— Activity —
Can you restate the lines of the entries below, word for word, from the first one through the line that includes "exclusive repo lock"?

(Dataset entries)
//! core::ops
//!
//! Durable operation state and locking.
//!
//! # Modules
//!
//! - [`sync_state`] - Record of an in-flight or paused sync
//! - [`lock`] - Exclusive repository lock
//!
//! # Architecture
//!
//! Every mutating command:
//! 1. Acquires the exclusive repo lock
//! 2. Writes the sync state record before any network interaction
//! 3. Deletes the record on resolution, abort, or any non-conflict failure
//! 4. Leaves the record in place only when paused on a conflict

pub mod lock;
pub mod sync_state;

pub use lock::{LockError, RepoLock};
pub use sync_state::{StateError, SyncState, SyncStateStore};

— Written solution —
//! core::ops
//!
//! Durable operation state and locking.
//!
//! # Modules
//!
//! - [`sync_state`] - Record of an in-flight or paused sync
//! - [`lock`] - Exclusive repository lock
//!
//! # Architecture
//!
//! Every mutating command:
//! 1. Acquires the exclusive repo lock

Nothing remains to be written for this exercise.